- **Data extract**

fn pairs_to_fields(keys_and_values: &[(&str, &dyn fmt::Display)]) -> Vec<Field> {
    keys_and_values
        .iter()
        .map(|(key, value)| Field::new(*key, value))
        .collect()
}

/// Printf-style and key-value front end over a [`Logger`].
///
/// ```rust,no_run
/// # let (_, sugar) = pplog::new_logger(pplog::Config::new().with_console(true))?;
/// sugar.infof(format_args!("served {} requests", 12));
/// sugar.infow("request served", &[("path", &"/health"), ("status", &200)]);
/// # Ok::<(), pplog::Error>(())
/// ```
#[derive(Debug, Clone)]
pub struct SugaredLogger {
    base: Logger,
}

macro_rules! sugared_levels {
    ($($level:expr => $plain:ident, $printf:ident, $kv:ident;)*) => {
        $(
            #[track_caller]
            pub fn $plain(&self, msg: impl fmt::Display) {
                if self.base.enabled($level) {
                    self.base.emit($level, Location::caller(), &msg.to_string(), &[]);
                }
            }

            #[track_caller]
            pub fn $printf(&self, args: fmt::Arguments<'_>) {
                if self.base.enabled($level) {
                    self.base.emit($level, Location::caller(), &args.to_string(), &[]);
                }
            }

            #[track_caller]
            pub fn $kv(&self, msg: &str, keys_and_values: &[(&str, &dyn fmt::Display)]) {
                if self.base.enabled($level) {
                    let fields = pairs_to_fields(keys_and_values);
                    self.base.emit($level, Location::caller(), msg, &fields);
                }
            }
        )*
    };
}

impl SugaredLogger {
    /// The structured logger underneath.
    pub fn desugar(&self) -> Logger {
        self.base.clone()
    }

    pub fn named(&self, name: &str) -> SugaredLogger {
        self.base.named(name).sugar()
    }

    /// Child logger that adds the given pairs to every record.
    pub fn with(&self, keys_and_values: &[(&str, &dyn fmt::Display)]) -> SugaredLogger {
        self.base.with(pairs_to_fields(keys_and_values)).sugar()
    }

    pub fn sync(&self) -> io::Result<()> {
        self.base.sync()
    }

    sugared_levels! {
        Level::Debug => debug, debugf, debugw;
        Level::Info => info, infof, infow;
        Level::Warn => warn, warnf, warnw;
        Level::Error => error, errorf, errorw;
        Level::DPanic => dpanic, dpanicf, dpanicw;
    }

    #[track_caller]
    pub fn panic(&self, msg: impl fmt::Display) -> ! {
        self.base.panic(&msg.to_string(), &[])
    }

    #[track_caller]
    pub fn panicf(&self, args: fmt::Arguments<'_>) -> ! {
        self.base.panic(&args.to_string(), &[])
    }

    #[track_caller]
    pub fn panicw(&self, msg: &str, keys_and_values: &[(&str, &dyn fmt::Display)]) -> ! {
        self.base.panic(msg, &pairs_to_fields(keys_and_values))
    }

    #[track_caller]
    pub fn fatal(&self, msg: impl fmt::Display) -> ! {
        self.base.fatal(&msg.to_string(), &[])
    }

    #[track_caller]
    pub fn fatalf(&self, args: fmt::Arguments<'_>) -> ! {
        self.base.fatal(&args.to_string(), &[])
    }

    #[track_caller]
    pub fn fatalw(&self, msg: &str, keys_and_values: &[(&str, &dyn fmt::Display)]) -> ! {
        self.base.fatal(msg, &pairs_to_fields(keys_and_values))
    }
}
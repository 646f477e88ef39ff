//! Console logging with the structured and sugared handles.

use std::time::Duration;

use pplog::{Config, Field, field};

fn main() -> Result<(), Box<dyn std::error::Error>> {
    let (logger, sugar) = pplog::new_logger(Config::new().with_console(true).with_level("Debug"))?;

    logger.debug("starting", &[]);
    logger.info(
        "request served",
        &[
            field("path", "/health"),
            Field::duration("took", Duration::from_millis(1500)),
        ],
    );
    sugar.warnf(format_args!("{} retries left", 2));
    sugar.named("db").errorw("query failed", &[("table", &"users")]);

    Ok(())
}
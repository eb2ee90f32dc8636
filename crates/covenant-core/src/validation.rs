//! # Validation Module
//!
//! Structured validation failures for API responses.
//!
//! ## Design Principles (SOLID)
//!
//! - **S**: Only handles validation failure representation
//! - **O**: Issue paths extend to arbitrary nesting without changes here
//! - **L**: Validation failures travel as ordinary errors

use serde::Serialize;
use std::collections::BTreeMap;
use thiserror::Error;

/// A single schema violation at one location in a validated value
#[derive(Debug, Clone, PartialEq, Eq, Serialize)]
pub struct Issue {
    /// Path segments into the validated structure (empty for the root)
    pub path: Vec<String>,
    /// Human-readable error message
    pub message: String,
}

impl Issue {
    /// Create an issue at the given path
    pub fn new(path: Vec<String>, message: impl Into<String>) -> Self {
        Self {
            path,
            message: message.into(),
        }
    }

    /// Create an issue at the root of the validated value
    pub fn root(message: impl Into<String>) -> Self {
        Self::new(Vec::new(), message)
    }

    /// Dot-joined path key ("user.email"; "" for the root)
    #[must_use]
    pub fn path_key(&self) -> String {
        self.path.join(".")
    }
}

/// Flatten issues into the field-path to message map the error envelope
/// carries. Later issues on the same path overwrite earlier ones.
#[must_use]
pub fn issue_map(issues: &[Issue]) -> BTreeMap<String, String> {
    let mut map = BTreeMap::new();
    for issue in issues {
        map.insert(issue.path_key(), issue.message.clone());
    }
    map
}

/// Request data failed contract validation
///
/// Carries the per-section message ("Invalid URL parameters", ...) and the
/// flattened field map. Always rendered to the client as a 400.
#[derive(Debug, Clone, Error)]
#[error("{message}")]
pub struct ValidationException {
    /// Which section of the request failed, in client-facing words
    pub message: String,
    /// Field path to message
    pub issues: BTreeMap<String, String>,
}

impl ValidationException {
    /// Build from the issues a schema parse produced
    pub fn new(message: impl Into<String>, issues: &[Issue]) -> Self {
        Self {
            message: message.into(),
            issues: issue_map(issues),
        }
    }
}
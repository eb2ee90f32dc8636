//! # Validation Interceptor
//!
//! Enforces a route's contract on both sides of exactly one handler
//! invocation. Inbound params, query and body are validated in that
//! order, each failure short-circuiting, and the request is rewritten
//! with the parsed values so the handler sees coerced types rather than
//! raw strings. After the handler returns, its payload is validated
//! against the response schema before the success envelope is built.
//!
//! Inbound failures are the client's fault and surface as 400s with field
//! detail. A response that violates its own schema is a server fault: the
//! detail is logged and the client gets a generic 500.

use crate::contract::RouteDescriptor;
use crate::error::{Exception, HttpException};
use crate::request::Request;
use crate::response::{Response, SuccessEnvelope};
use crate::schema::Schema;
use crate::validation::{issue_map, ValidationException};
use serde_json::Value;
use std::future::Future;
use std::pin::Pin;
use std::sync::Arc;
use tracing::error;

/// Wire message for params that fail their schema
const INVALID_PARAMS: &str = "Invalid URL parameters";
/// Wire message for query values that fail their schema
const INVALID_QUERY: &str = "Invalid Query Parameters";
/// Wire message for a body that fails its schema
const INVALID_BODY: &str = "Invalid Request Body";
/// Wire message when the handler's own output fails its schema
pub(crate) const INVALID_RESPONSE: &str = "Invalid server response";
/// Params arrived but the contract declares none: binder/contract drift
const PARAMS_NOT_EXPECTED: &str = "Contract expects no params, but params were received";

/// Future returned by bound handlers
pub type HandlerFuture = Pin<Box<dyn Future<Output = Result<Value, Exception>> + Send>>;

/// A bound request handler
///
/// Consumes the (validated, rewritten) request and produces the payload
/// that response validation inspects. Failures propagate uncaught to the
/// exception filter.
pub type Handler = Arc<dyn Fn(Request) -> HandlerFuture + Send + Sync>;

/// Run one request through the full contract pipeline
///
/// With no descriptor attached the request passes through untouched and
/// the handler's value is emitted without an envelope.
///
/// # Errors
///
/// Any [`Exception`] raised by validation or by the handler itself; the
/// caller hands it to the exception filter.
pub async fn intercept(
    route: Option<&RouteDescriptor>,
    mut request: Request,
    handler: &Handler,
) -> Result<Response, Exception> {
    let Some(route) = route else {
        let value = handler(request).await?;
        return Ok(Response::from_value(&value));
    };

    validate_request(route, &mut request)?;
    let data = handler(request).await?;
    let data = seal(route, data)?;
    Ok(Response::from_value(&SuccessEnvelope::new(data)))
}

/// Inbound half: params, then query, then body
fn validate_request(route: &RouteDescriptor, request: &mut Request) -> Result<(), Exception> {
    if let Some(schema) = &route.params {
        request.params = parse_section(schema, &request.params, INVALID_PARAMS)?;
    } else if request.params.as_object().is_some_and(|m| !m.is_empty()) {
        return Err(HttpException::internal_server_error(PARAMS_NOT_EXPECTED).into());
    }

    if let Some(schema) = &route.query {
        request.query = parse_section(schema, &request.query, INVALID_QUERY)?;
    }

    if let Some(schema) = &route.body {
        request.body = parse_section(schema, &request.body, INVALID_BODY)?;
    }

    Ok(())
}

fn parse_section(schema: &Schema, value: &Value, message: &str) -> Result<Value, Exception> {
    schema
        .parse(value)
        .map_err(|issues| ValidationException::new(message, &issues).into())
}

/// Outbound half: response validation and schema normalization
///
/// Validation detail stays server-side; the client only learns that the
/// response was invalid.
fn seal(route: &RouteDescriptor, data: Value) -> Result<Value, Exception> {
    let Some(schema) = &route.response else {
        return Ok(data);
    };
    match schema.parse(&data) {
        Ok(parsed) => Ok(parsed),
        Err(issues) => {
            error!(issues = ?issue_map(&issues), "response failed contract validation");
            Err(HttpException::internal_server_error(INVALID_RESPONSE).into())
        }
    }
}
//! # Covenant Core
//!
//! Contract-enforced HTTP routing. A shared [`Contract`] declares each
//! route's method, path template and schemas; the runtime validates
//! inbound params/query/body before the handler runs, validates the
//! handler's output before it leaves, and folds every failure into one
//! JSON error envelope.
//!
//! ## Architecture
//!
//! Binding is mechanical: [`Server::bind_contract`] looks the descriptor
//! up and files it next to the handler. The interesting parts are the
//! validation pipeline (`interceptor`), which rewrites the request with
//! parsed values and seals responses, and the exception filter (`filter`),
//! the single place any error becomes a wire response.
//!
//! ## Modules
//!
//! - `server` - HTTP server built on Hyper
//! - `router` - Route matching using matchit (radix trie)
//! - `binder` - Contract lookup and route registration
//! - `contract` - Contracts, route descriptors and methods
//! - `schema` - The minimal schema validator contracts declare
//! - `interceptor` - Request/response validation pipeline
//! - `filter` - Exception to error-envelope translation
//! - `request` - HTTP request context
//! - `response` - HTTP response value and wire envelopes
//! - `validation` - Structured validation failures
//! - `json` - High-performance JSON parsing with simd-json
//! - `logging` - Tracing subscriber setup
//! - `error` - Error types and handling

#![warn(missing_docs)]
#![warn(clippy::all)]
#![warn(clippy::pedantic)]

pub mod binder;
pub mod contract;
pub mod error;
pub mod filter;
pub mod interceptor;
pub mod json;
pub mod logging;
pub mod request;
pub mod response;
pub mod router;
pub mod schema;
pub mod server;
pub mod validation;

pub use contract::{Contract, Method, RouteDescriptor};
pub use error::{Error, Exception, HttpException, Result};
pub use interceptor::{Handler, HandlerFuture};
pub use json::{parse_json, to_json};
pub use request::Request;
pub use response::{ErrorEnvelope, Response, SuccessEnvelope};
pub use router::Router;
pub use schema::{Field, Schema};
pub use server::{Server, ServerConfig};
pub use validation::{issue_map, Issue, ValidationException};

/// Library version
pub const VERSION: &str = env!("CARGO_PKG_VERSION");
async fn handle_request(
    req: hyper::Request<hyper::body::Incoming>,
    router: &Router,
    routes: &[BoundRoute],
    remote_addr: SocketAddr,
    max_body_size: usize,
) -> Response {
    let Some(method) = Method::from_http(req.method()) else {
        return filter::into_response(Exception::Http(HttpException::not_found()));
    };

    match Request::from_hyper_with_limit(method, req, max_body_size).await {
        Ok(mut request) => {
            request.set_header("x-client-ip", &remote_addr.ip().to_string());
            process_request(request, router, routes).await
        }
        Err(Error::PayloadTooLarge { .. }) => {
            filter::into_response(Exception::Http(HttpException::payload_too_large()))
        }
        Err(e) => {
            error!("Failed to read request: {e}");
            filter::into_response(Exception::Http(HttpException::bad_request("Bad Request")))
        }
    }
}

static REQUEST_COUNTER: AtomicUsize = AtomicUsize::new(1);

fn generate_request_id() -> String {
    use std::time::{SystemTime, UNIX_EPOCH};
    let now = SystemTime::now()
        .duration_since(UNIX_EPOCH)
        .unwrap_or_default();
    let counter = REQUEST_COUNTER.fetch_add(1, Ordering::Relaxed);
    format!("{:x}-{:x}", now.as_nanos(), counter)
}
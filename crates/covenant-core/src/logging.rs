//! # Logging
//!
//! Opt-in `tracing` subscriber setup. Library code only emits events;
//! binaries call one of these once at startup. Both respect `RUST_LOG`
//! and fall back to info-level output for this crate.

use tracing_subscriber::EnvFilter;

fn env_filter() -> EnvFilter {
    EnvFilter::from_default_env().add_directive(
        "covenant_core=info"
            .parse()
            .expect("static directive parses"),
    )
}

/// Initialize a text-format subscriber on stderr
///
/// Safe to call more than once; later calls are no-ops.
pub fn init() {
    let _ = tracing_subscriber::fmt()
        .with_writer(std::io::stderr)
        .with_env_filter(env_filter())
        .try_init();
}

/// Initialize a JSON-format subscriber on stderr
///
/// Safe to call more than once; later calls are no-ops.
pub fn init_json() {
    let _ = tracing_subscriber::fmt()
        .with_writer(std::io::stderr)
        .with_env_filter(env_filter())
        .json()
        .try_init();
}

- **Work to complete**
Go through the records above and copy each line where "health" is found.

- **Response for this exercise**
/// sugar.infow("request served", &[("path", &"/health"), ("status", &200)]);
            field("path", "/health"),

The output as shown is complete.